One should never use Automatic Speech Recognition
(ASR) to detect Wake Words
or always-listening commands.
Imagine you’re in a crowded room, maybe in a meeting you don’t know why you are there. You’d probably stop paying attention to what others say after some time. Yet, when you hear your name, you immediately start paying attention. Wake Words
-powered voice products work similarly. Applications stay idle until they hear their names. Using Automatic Speech Recognition
for Wake Word
recognition is like listening to every conversation, whether it’s relevant or not. It requires significant brain power, even for machines.

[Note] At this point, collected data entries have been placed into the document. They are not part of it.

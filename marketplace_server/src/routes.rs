//! Request handler definitions
//!
//! Define each route and its handler here. Handlers stay thin: they extract the caller's identity and request
//! parameters, call one engine API, and map the result onto an HTTP response. Anything longer belongs in the engine.
//!
//! Handlers never block the worker thread. Every database or provider call is awaited, so a worker can serve other
//! requests while one is in flight.
//!
//! Identity: seller routes read the seller id from the `mkt-seller-id` header and buyer routes read the buyer's email
//! from the `mkt-buyer-email` header (see [`crate::helpers`]). Both are set by the gateway in front of this server.
use actix_web::{get, web, HttpResponse, Responder};
use log::*;
use marketplace_engine::{
    checkout_objects::CheckoutResult,
    db_types::{Product, ProductId, PurchaseId},
    traits::{CatalogManagement, MarketplaceDatabase, PaymentProvider, PurchaseManagement},
    CatalogApi,
    CheckoutFlowApi,
    PayoutApi,
    PurchasesApi,
};

use crate::{
    data_objects::{
        CheckoutSessionRequest,
        CheckoutSessionResponse,
        EnabledProviders,
        NewProductRequest,
        ProductSearchParams,
        ProductUpdateRequest,
        PurchaseSearchParams,
        StatusUpdateRequest,
    },
    errors::ServerError,
    helpers::{BuyerIdentity, SellerIdentity},
};

// Web-actix cannot handle generics in handlers, so it's implemented manually using the `route!` macro
#[macro_export]
macro_rules! route {
    ($name:ident => $method:ident $path:literal impl $($bounds:ty),+) => {
        paste::paste! { pub struct [<$name:camel Route>]< $( [< T $bounds:camel> ],)+ >( $( core::marker::PhantomData<fn() -> [< T $bounds:camel> ] >,)+ );}
        paste::paste! { impl< $( [< T $bounds:camel> ],)+ > [<$name:camel Route>]< $( [< T $bounds:camel> ],)+ > {
            #[allow(clippy::new_without_default)]
            pub fn new() -> Self {
                Self($( core::marker::PhantomData::<fn() -> [< T $bounds:camel> ] >,)+)
            }
        }}
        paste::paste! { impl<$( [< T $bounds:camel >] , )+> actix_web::dev::HttpServiceFactory for [<$name:camel Route>]<$([<T $bounds:camel>],)+>
        where
            $([<T $bounds:camel>]: $bounds + 'static,)+
        {
            fn register(self, config: &mut actix_web::dev::AppService) {
                let res = actix_web::Resource::new($path)
                    .name(stringify!($name))
                    .guard(actix_web::guard::$method())
                    .to($name::< $( [< T $bounds:camel >], )+>);
                actix_web::dev::HttpServiceFactory::register(res, config);
            }
        }}
    };
}

#[get("/health")]
pub async fn health() -> impl Responder {
    HttpResponse::Ok().body("👍️\n")
}

//----------------------------------------------   Catalog  ----------------------------------------------------
route!(browse_products => Get "/products" impl CatalogManagement);
/// Lists active products. Accepts `search` (title substring), `category`, `seller` and `limit` query parameters.
pub async fn browse_products<B: CatalogManagement>(
    api: web::Data<CatalogApi<B>>,
    query: web::Query<ProductSearchParams>,
) -> Result<HttpResponse, ServerError> {
    trace!("💻️ GET products: {query:?}");
    let products = api.browse_products(query.into_inner().into()).await?;
    Ok(HttpResponse::Ok().json(products))
}

route!(product_by_id => Get "/products/{id}" impl CatalogManagement);
/// Fetches an active product and counts the view.
pub async fn product_by_id<B: CatalogManagement>(
    api: web::Data<CatalogApi<B>>,
    path: web::Path<String>,
) -> Result<HttpResponse, ServerError> {
    let id = ProductId::from(path.into_inner());
    match api.view_product(&id).await? {
        Some(product) => Ok(HttpResponse::Ok().json(product)),
        None => Err(ServerError::NoRecordFound(format!("Product {id} is not available"))),
    }
}

route!(create_product => Post "/seller/products" impl CatalogManagement);
pub async fn create_product<B: CatalogManagement>(
    seller: SellerIdentity,
    api: web::Data<CatalogApi<B>>,
    body: web::Json<NewProductRequest>,
) -> Result<HttpResponse, ServerError> {
    let product = body.into_inner().into_new_product(&seller.0)?;
    let product = api.create_product(product).await?;
    Ok(HttpResponse::Created().json(product))
}

route!(update_product => Put "/seller/products/{id}" impl CatalogManagement);
pub async fn update_product<B: CatalogManagement>(
    seller: SellerIdentity,
    api: web::Data<CatalogApi<B>>,
    path: web::Path<String>,
    body: web::Json<ProductUpdateRequest>,
) -> Result<HttpResponse, ServerError> {
    let id = ProductId::from(path.into_inner());
    owned_product(api.get_ref(), &seller, &id).await?;
    let product = api.update_product(&id, body.into_inner().try_into()?).await?;
    Ok(HttpResponse::Ok().json(product))
}

route!(delete_product => Delete "/seller/products/{id}" impl CatalogManagement);
/// Delists the product. Purchases that include it, and their downloads, are unaffected.
pub async fn delete_product<B: CatalogManagement>(
    seller: SellerIdentity,
    api: web::Data<CatalogApi<B>>,
    path: web::Path<String>,
) -> Result<HttpResponse, ServerError> {
    let id = ProductId::from(path.into_inner());
    owned_product(api.get_ref(), &seller, &id).await?;
    let product = api.suspend_product(&id).await?;
    Ok(HttpResponse::Ok().json(product))
}

async fn owned_product<B: CatalogManagement>(
    api: &CatalogApi<B>,
    seller: &SellerIdentity,
    id: &ProductId,
) -> Result<Product, ServerError> {
    let product = api
        .product_by_id(id)
        .await?
        .ok_or_else(|| ServerError::NoRecordFound(format!("Product {id} does not exist")))?;
    if product.seller_id != seller.0 {
        warn!("💻️ Seller {} tried to modify product {id}, which belongs to {}", seller.0, product.seller_id);
        return Err(ServerError::InsufficientPermissions(format!("Product {id} belongs to another seller")));
    }
    Ok(product)
}

route!(seller_products => Get "/seller/products" impl CatalogManagement);
/// All of the seller's products, drafts and suspended ones included.
pub async fn seller_products<B: CatalogManagement>(
    seller: SellerIdentity,
    api: web::Data<CatalogApi<B>>,
) -> Result<HttpResponse, ServerError> {
    let products = api.seller_products(&seller.0).await?;
    Ok(HttpResponse::Ok().json(products))
}

//----------------------------------------------   Sellers  ----------------------------------------------------
route!(seller_analytics => Get "/seller/analytics" impl MarketplaceDatabase);
pub async fn seller_analytics<B: MarketplaceDatabase>(
    seller: SellerIdentity,
    api: web::Data<PayoutApi<B>>,
) -> Result<HttpResponse, ServerError> {
    let analytics = api.seller_analytics(&seller.0).await?;
    Ok(HttpResponse::Ok().json(analytics))
}

route!(seller_payouts => Get "/seller/payouts" impl MarketplaceDatabase);
pub async fn seller_payouts<B: MarketplaceDatabase>(
    seller: SellerIdentity,
    api: web::Data<PayoutApi<B>>,
) -> Result<HttpResponse, ServerError> {
    let payouts = api.payouts_for_seller(&seller.0).await?;
    Ok(HttpResponse::Ok().json(payouts))
}

//----------------------------------------------   Checkout  ---------------------------------------------------
route!(create_checkout_session => Post "/checkout/create-session" impl MarketplaceDatabase, PaymentProvider);
/// Creates a purchase from the cart. The response carries either a redirect to the provider's hosted checkout, or,
/// when no provider client handles the chosen provider, the already-settled purchase.
pub async fn create_checkout_session<B: MarketplaceDatabase, P: PaymentProvider>(
    api: web::Data<CheckoutFlowApi<B, P>>,
    providers: web::Data<EnabledProviders>,
    body: web::Json<CheckoutSessionRequest>,
) -> Result<HttpResponse, ServerError> {
    let request = body.into_inner().into_checkout_request(&providers)?;
    debug!("💻️ Checkout for {} with {} cart lines", request.buyer_email, request.items.len());
    let result = api.checkout(request).await?;
    Ok(HttpResponse::Ok().json(CheckoutSessionResponse::from(result)))
}

route!(retry_checkout => Post "/checkout/{purchase_id}/retry" impl MarketplaceDatabase, PaymentProvider);
/// Starts a new hosted checkout for a purchase that is still pending, e.g. after the provider was unavailable.
pub async fn retry_checkout<B: MarketplaceDatabase, P: PaymentProvider>(
    api: web::Data<CheckoutFlowApi<B, P>>,
    path: web::Path<String>,
) -> Result<HttpResponse, ServerError> {
    let id = PurchaseId::from(path.into_inner());
    info!("💻️ Retrying provider checkout for purchase {id}");
    let (purchase, session) = api.begin_provider_checkout(&id).await?;
    let result = CheckoutResult::Redirect { purchase, session };
    Ok(HttpResponse::Ok().json(CheckoutSessionResponse::from(result)))
}

route!(settle_purchase => Post "/checkout/{purchase_id}/settle" impl MarketplaceDatabase, PaymentProvider);
/// Settles a purchase whose provider has no client configured. Repeating the call is harmless.
pub async fn settle_purchase<B: MarketplaceDatabase, P: PaymentProvider>(
    api: web::Data<CheckoutFlowApi<B, P>>,
    path: web::Path<String>,
) -> Result<HttpResponse, ServerError> {
    let id = PurchaseId::from(path.into_inner());
    let purchase = api.settle_direct(&id).await?;
    let result = CheckoutResult::Settled { purchase };
    Ok(HttpResponse::Ok().json(CheckoutSessionResponse::from(result)))
}

//----------------------------------------------   Buyers  -----------------------------------------------------
route!(purchase_by_id => Get "/purchases/{id}" impl PurchaseManagement);
pub async fn purchase_by_id<B: PurchaseManagement>(
    buyer: BuyerIdentity,
    api: web::Data<PurchasesApi<B>>,
    path: web::Path<String>,
) -> Result<HttpResponse, ServerError> {
    let id = PurchaseId::from(path.into_inner());
    let purchase =
        api.purchase_by_id(&id).await?.ok_or_else(|| ServerError::NoRecordFound(format!("Purchase {id}")))?;
    if !purchase.buyer_email.eq_ignore_ascii_case(&buyer.0) {
        return Err(ServerError::InsufficientPermissions(format!("Purchase {id} belongs to another buyer")));
    }
    Ok(HttpResponse::Ok().json(purchase))
}

route!(my_purchases => Get "/me/purchases" impl PurchaseManagement);
pub async fn my_purchases<B: PurchaseManagement>(
    buyer: BuyerIdentity,
    api: web::Data<PurchasesApi<B>>,
) -> Result<HttpResponse, ServerError> {
    let history = api.purchases_for_buyer(&buyer.0).await?;
    Ok(HttpResponse::Ok().json(history))
}

route!(my_downloads => Get "/me/downloads" impl PurchaseManagement);
/// The buyer's library: one entry per line item of every paid purchase.
pub async fn my_downloads<B: PurchaseManagement>(
    buyer: BuyerIdentity,
    api: web::Data<PurchasesApi<B>>,
) -> Result<HttpResponse, ServerError> {
    let downloads = api.downloads_for_buyer(&buyer.0).await?;
    Ok(HttpResponse::Ok().json(downloads))
}

//----------------------------------------------   Admin  ------------------------------------------------------
route!(platform_stats => Get "/admin/stats" impl MarketplaceDatabase);
pub async fn platform_stats<B: MarketplaceDatabase>(
    api: web::Data<PayoutApi<B>>,
) -> Result<HttpResponse, ServerError> {
    let stats = api.platform_stats().await?;
    Ok(HttpResponse::Ok().json(stats))
}

route!(admin_payouts => Get "/admin/payouts" impl MarketplaceDatabase);
pub async fn admin_payouts<B: MarketplaceDatabase>(
    api: web::Data<PayoutApi<B>>,
) -> Result<HttpResponse, ServerError> {
    let summary = api.payout_summary().await?;
    Ok(HttpResponse::Ok().json(summary))
}

route!(search_purchases => Get "/admin/purchases" impl PurchaseManagement);
pub async fn search_purchases<B: PurchaseManagement>(
    api: web::Data<PurchasesApi<B>>,
    query: web::Query<PurchaseSearchParams>,
) -> Result<HttpResponse, ServerError> {
    let purchases = api.search_purchases(query.into_inner().into()).await?;
    Ok(HttpResponse::Ok().json(purchases))
}

route!(update_purchase_status => Post "/admin/purchases/{id}/status" impl MarketplaceDatabase, PaymentProvider);
/// Moves a purchase to a new status. Only `pending → paid`, `pending → failed` and `paid → refunded` are accepted.
pub async fn update_purchase_status<B: MarketplaceDatabase, P: PaymentProvider>(
    api: web::Data<CheckoutFlowApi<B, P>>,
    path: web::Path<String>,
    body: web::Json<StatusUpdateRequest>,
) -> Result<HttpResponse, ServerError> {
    let id = PurchaseId::from(path.into_inner());
    let status = body.into_inner().status;
    info!("💻️ Admin request to change purchase {id} to {status}");
    let purchase = api.modify_status(&id, status).await?;
    Ok(HttpResponse::Ok().json(purchase))
}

We discussed why Wake Word
recognition should not be in the cloud. Let’s unwrap why one should never use Automatic Speech Recognition
solutions, even those run on the device, for Wake Word
recognition.
Automatic Speech Recognition
solutions are not a good fit because they
- are highly computational, requiring a large number of resources,
- have known accuracy challenges when it comes to proper nouns and homophones,
- may wait for decoding until the end of the recording.
Computational complexity
A Wake Word
recognition engine should run continuously to trigger an action and run across platforms, including low-power applications such as wearables or IoT devices. The computational complexity of Automatic Speech Recognition
requires significant CPU and memory to process data. Running large models with an unquenchable thirst for computing 7/24 limits the resources used by other applications and drains the battery of mobile devices. If an application requires technicians to recharge devices between visits, it will be an overwhelming experience and cause productivity losses, i.e. costs to enterprises.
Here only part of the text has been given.